**Your goal**
Where does the string "items" appear in the listing below? Copy every line where it does.

**Working data**

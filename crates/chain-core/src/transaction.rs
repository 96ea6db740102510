//! Transactions and their canonical serialization.
//!
//! Layout (all integers little-endian):
//!
//! ```text
//! version:u32 [marker:0x00 flag:0x01]
//! input_count:compact  { outpoint_txid:32 outpoint_index:u32 script_sig:var_bytes sequence:u32 }*
//! output_count:compact { value:u64 script_pubkey:var_bytes }*
//! [ per input: item_count:compact { item:var_bytes }* ]
//! lock_time:u32
//! ```
//!
//! The bracketed parts appear only when some input carries witness data.
//! The transaction id is the double SHA256 of this full encoding.

use serde::{Deserialize, Serialize};

use crate::codec::{ByteSink, Encodable};
use crate::consts::{SEGWIT_FLAG, SEGWIT_MARKER};
use crate::error::TransactionError;
use crate::hash::{double_sha256, Hash256};

/// Identifier of a transaction: the double SHA256 of its canonical encoding.
pub type Txid = Hash256;

/// Witness stack of one input.
pub type Witness = Vec<Vec<u8>>;

/// Reference to an output of an earlier transaction.
#[derive(Debug, Clone, Copy, PartialEq, Eq, Hash, Default, Serialize, Deserialize)]
pub struct OutPoint {
    /// Transaction holding the output being spent.
    #[serde(with = "hex::serde")]
    pub txid: Txid,
    /// Index of that output.
    pub vout: u32,
}

impl OutPoint {
    pub fn new(txid: Txid, vout: u32) -> Self {
        OutPoint { txid, vout }
    }
}

/// A transaction input.
#[derive(Debug, Clone, PartialEq, Eq, Default, Serialize, Deserialize)]
pub struct TxIn {
    pub previous_output: OutPoint,
    /// Unlocking script. Opaque to this crate.
    #[serde(with = "hex::serde")]
    pub script_sig: Vec<u8>,
    pub sequence: u32,
    /// Witness stack; empty for legacy inputs.
    #[serde(default, with = "witness_hex")]
    pub witness: Witness,
}

impl TxIn {
    /// A legacy input with the given unlocking script.
    pub fn new(previous_output: OutPoint, script_sig: Vec<u8>, sequence: u32) -> Self {
        TxIn {
            previous_output,
            script_sig,
            sequence,
            witness: Vec::new(),
        }
    }

    /// Attach a witness stack.
    pub fn with_witness(mut self, witness: Witness) -> Self {
        self.witness = witness;
        self
    }

    pub fn has_witness(&self) -> bool {
        !self.witness.is_empty()
    }
}

impl Encodable for TxIn {
    fn encode_to<S: ByteSink + ?Sized>(&self, sink: &mut S) {
        sink.put_slice(&self.previous_output.txid);
        sink.put_u32_le(self.previous_output.vout);
        sink.put_var_bytes(&self.script_sig);
        sink.put_u32_le(self.sequence);
    }
}

/// A transaction output.
#[derive(Debug, Clone, PartialEq, Eq, Default, Serialize, Deserialize)]
pub struct TxOut {
    /// Amount in base units.
    pub value: u64,
    /// Locking script. Opaque to this crate.
    #[serde(with = "hex::serde")]
    pub script_pubkey: Vec<u8>,
}

impl TxOut {
    pub fn new(value: u64, script_pubkey: Vec<u8>) -> Self {
        TxOut { value, script_pubkey }
    }
}

impl Encodable for TxOut {
    fn encode_to<S: ByteSink + ?Sized>(&self, sink: &mut S) {
        sink.put_u64_le(self.value);
        sink.put_var_bytes(&self.script_pubkey);
    }
}

/// A transaction.
///
/// `marker` and `flag` must be `0x00`/`0x01` when any input carries witness
/// data and `0x00`/`0x00` otherwise. [`Transaction::new`] sets them for you.
#[derive(Debug, Clone, PartialEq, Eq, Default, Serialize, Deserialize)]
pub struct Transaction {
    pub version: u32,
    #[serde(default)]
    pub marker: u8,
    #[serde(default)]
    pub flag: u8,
    pub inputs: Vec<TxIn>,
    pub outputs: Vec<TxOut>,
    pub lock_time: u32,
}

impl Transaction {
    /// Build a transaction, deriving marker and flag from the inputs.
    pub fn new(version: u32, inputs: Vec<TxIn>, outputs: Vec<TxOut>, lock_time: u32) -> Self {
        let mut tx = Transaction {
            version,
            marker: 0,
            flag: 0,
            inputs,
            outputs,
            lock_time,
        };
        tx.sync_segwit_flags();
        tx
    }

    /// True if any input carries a non-empty witness stack.
    pub fn is_segwit(&self) -> bool {
        self.inputs.iter().any(TxIn::has_witness)
    }

    /// Reset marker and flag to match the current witness data.
    ///
    /// Call after editing witnesses on an existing transaction.
    pub fn sync_segwit_flags(&mut self) {
        self.marker = SEGWIT_MARKER;
        self.flag = if self.is_segwit() { SEGWIT_FLAG } else { 0 };
    }

    /// Check that marker and flag agree with the witness data.
    pub fn check_segwit_flags(&self) -> Result<(), TransactionError> {
        let segwit = self.is_segwit();
        let expected_flag = if segwit { SEGWIT_FLAG } else { 0 };
        if self.marker != SEGWIT_MARKER || self.flag != expected_flag {
            return Err(TransactionError::InconsistentSegwitFlags {
                segwit,
                marker: self.marker,
                flag: self.flag,
            });
        }
        Ok(())
    }

    /// Canonical encoding, or the flag inconsistency that prevents it.
    pub fn try_serialize(&self) -> Result<Vec<u8>, TransactionError> {
        self.check_segwit_flags()?;
        let mut buf = Vec::with_capacity(self.size_hint());
        self.encode_unchecked(&mut buf);
        Ok(buf)
    }

    /// Canonical encoding.
    ///
    /// # Panics
    ///
    /// If `marker`/`flag` disagree with the witness data. That is a bug in
    /// whoever built the transaction, not a property of untrusted input.
    pub fn serialize(&self) -> Vec<u8> {
        self.encoded()
    }

    /// The transaction id: double SHA256 of [`Transaction::serialize`].
    ///
    /// # Panics
    ///
    /// Same conditions as [`Transaction::serialize`].
    pub fn txid(&self) -> Txid {
        double_sha256(&self.serialize())
    }

    /// Sum of all output values, `None` on overflow.
    pub fn total_output_value(&self) -> Option<u64> {
        self.outputs
            .iter()
            .try_fold(0u64, |total, out| total.checked_add(out.value))
    }

    fn size_hint(&self) -> usize {
        let inputs: usize = self.inputs.iter().map(|i| 41 + i.script_sig.len()).sum();
        let outputs: usize = self.outputs.iter().map(|o| 9 + o.script_pubkey.len()).sum();
        10 + inputs + outputs
    }

    fn encode_unchecked<S: ByteSink + ?Sized>(&self, sink: &mut S) {
        let segwit = self.is_segwit();

        sink.put_u32_le(self.version);

        if segwit {
            sink.put_u8(self.marker);
            sink.put_u8(self.flag);
        }

        sink.put_compact_size(self.inputs.len() as u64);
        for input in &self.inputs {
            input.encode_to(sink);
        }

        sink.put_compact_size(self.outputs.len() as u64);
        for output in &self.outputs {
            output.encode_to(sink);
        }

        if segwit {
            for input in &self.inputs {
                sink.put_compact_size(input.witness.len() as u64);
                for item in &input.witness {
                    sink.put_var_bytes(item);
                }
            }
        }

        sink.put_u32_le(self.lock_time);
    }
}

impl Encodable for Transaction {
    fn encode_to<S: ByteSink + ?Sized>(&self, sink: &mut S) {
        if let Err(err) = self.check_segwit_flags() {
            panic!("{}", err);
        }
        self.encode_unchecked(sink);
    }
}

/// Witness stacks as a list of hex strings.
mod witness_hex {
    use serde::{de::Error as _, Deserialize, Deserializer, Serializer};

    use super::Witness;

    pub fn serialize<S: Serializer>(witness: &Witness, serializer: S) -> Result<S::Ok, S::Error> {
        serializer.collect_seq(witness.iter().map(hex::encode))
    }

    pub fn deserialize<'de, D: Deserializer<'de>>(deserializer: D) -> Result<Witness, D::Error> {
        let items = Vec::<String>::deserialize(deserializer)?;
        items
            .iter()
            .map(|item| hex::decode(item).map_err(D::Error::custom))
            .collect()
    }
}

**Problem solution**
        let items = Vec::<String>::deserialize(deserializer)?;
        items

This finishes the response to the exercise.